Task requirements
Copy each line below containing "iter".

═════ Supplied material ═════

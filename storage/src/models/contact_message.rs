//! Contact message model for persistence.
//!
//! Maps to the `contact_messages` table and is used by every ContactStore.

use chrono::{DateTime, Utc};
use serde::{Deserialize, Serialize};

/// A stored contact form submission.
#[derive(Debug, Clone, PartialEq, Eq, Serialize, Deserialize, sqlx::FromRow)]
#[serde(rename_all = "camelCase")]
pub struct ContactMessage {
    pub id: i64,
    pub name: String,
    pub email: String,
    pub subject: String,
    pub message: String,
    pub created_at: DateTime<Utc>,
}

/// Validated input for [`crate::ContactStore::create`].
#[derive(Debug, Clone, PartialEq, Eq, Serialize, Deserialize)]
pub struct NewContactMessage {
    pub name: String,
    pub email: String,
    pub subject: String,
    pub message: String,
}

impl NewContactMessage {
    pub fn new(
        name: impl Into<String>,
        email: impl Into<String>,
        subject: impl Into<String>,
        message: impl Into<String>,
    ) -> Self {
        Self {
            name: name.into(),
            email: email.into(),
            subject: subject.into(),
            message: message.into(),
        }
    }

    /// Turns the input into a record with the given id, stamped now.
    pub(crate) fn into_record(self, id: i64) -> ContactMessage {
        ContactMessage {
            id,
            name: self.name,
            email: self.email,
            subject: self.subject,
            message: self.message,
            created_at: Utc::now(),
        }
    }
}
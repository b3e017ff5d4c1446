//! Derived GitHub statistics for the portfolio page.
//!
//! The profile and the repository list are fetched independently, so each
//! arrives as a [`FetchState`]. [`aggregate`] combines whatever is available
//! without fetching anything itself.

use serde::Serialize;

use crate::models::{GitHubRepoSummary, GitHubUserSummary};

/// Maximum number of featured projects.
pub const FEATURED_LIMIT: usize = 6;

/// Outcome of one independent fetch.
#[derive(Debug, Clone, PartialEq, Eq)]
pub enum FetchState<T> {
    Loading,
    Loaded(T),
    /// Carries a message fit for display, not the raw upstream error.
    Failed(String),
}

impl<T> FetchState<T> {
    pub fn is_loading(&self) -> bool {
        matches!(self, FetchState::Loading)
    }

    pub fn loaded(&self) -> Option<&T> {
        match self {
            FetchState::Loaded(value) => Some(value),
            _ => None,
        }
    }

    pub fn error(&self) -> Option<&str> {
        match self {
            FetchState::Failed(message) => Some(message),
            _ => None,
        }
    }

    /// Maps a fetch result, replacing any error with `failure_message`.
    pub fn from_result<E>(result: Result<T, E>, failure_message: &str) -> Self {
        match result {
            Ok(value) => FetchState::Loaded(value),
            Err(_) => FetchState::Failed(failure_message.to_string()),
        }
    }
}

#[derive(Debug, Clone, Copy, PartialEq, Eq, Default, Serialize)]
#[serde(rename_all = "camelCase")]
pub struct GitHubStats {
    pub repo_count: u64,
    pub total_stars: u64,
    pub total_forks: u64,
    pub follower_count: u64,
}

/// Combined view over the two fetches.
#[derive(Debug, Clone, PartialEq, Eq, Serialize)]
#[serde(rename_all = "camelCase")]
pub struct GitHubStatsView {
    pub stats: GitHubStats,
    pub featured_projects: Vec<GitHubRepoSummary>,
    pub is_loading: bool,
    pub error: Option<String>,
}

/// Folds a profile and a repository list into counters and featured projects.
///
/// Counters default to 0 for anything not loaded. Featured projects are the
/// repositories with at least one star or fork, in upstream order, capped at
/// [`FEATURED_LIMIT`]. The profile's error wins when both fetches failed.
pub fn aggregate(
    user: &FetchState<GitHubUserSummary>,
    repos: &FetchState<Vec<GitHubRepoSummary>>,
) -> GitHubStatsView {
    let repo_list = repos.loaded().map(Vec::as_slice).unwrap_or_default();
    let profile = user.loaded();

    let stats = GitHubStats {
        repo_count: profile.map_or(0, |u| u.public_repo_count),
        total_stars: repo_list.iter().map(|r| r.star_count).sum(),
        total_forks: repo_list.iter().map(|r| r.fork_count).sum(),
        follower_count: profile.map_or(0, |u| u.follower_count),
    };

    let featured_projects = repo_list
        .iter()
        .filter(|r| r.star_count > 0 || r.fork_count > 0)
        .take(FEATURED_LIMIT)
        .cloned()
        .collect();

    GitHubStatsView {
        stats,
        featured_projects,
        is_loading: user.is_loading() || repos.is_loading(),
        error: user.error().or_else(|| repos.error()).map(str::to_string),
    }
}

═════
═════ Supplied material ═════

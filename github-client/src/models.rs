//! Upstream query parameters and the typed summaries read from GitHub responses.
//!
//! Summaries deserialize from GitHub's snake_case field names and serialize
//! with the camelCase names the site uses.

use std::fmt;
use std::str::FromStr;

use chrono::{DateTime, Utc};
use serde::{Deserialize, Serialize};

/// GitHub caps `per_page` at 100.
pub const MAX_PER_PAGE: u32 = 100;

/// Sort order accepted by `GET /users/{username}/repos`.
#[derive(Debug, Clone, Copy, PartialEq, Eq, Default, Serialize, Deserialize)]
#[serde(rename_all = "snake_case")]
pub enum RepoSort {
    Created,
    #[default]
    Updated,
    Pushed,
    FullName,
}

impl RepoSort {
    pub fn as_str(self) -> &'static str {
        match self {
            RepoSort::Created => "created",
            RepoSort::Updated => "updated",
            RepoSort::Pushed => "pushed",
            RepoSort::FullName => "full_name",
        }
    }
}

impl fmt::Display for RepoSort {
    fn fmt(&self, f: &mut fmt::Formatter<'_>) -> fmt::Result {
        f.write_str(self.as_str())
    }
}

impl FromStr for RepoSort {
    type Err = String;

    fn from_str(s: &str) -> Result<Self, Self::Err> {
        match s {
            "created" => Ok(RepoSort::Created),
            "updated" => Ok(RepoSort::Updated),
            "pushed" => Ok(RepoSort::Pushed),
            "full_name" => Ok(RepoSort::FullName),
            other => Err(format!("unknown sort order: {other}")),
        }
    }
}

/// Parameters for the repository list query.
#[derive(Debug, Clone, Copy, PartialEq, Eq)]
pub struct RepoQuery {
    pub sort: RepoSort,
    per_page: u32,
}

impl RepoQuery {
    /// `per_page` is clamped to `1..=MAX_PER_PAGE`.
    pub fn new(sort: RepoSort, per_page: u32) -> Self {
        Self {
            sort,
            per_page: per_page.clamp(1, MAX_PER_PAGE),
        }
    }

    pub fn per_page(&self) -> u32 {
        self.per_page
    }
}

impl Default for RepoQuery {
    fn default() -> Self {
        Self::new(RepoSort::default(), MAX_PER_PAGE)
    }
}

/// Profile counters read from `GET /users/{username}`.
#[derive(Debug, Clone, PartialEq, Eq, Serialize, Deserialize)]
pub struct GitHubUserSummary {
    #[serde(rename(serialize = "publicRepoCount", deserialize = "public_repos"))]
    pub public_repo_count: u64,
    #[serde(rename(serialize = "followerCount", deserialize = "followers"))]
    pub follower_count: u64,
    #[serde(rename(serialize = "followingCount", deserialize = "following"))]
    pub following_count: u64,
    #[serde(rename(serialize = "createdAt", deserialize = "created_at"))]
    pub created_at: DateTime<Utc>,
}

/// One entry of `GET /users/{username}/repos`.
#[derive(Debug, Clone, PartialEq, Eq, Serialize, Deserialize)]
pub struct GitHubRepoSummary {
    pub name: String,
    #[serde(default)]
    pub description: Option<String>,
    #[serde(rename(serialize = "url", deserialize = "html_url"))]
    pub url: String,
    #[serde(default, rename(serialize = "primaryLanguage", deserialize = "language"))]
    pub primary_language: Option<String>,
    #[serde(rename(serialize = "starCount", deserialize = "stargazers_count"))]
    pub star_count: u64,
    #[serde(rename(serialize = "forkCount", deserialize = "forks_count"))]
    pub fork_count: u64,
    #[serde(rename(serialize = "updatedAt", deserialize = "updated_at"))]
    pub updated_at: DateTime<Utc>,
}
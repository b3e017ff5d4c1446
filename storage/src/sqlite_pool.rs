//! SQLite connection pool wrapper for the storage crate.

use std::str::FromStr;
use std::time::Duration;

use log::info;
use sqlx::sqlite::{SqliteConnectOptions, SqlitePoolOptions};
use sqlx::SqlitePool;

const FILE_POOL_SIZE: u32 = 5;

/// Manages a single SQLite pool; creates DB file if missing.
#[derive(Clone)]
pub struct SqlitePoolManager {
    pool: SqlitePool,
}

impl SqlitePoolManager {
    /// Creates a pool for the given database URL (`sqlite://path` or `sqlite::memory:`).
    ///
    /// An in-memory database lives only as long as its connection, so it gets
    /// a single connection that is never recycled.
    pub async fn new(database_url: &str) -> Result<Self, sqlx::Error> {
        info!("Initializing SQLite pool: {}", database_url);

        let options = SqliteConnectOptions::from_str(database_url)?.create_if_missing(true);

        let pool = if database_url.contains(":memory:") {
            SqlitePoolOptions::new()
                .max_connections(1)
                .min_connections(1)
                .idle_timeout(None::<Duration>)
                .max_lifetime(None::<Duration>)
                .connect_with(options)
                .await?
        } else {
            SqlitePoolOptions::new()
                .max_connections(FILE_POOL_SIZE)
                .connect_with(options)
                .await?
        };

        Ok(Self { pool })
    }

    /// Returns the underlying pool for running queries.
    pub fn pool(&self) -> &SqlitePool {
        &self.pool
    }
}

═════
═════ Supplied material ═════

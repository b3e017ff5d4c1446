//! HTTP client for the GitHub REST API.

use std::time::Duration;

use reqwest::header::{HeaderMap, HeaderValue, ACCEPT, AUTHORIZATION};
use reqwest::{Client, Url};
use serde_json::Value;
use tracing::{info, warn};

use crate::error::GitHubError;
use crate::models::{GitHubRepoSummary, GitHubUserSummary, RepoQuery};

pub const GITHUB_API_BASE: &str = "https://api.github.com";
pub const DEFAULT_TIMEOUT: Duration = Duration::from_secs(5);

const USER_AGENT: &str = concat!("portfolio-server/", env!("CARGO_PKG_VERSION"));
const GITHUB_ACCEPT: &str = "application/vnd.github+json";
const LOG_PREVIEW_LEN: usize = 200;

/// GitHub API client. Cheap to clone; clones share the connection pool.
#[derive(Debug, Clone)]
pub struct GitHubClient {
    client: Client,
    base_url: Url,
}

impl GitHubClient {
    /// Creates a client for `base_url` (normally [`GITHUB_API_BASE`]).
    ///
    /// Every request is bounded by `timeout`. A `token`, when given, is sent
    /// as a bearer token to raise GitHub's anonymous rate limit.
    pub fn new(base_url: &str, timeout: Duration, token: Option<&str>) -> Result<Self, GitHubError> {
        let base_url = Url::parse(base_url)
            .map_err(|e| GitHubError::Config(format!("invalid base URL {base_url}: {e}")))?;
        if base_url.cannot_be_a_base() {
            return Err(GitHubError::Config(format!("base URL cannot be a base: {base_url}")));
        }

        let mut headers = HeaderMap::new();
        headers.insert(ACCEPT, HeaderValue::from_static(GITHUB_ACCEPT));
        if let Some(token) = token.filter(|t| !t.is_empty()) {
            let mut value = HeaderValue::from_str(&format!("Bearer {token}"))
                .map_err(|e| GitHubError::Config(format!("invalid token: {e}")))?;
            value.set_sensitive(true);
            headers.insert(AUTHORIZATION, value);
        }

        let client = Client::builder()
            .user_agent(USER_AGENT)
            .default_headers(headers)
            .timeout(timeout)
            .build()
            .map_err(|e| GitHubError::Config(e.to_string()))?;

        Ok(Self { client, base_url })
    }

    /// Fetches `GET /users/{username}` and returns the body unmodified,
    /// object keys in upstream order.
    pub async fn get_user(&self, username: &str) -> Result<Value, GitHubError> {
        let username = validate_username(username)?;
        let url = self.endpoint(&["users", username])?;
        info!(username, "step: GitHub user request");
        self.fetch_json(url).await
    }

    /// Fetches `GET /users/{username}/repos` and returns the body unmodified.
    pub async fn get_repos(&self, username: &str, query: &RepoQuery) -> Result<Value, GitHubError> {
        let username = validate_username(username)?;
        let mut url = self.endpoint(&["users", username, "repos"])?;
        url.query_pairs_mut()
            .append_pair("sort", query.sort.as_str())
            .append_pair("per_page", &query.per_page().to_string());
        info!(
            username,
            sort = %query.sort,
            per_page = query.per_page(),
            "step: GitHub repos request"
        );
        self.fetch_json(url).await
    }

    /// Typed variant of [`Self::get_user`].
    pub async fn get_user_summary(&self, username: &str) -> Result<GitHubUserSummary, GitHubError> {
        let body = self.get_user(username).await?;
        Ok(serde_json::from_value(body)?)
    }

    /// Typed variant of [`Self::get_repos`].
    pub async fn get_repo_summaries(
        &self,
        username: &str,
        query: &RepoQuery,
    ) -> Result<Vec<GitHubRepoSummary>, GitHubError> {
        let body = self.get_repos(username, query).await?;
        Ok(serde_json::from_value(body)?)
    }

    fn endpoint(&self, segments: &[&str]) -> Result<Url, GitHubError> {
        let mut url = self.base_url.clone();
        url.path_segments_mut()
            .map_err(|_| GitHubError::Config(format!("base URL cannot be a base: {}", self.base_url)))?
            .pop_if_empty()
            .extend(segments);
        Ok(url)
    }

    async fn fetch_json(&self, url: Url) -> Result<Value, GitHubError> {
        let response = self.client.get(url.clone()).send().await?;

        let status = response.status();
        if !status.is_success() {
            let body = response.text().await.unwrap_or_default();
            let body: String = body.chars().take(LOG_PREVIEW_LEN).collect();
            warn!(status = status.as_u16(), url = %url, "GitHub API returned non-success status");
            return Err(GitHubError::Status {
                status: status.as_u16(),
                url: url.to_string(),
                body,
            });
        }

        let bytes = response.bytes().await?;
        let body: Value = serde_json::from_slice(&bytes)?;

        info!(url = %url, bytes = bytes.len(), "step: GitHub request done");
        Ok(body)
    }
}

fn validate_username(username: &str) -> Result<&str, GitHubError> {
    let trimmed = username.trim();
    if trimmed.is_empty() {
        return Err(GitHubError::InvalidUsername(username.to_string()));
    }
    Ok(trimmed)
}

═════

The completed task
        total_stars: repo_list.iter().map(|r| r.star_count).sum(),
        total_forks: repo_list.iter().map(|r| r.fork_count).sum(),
        .iter()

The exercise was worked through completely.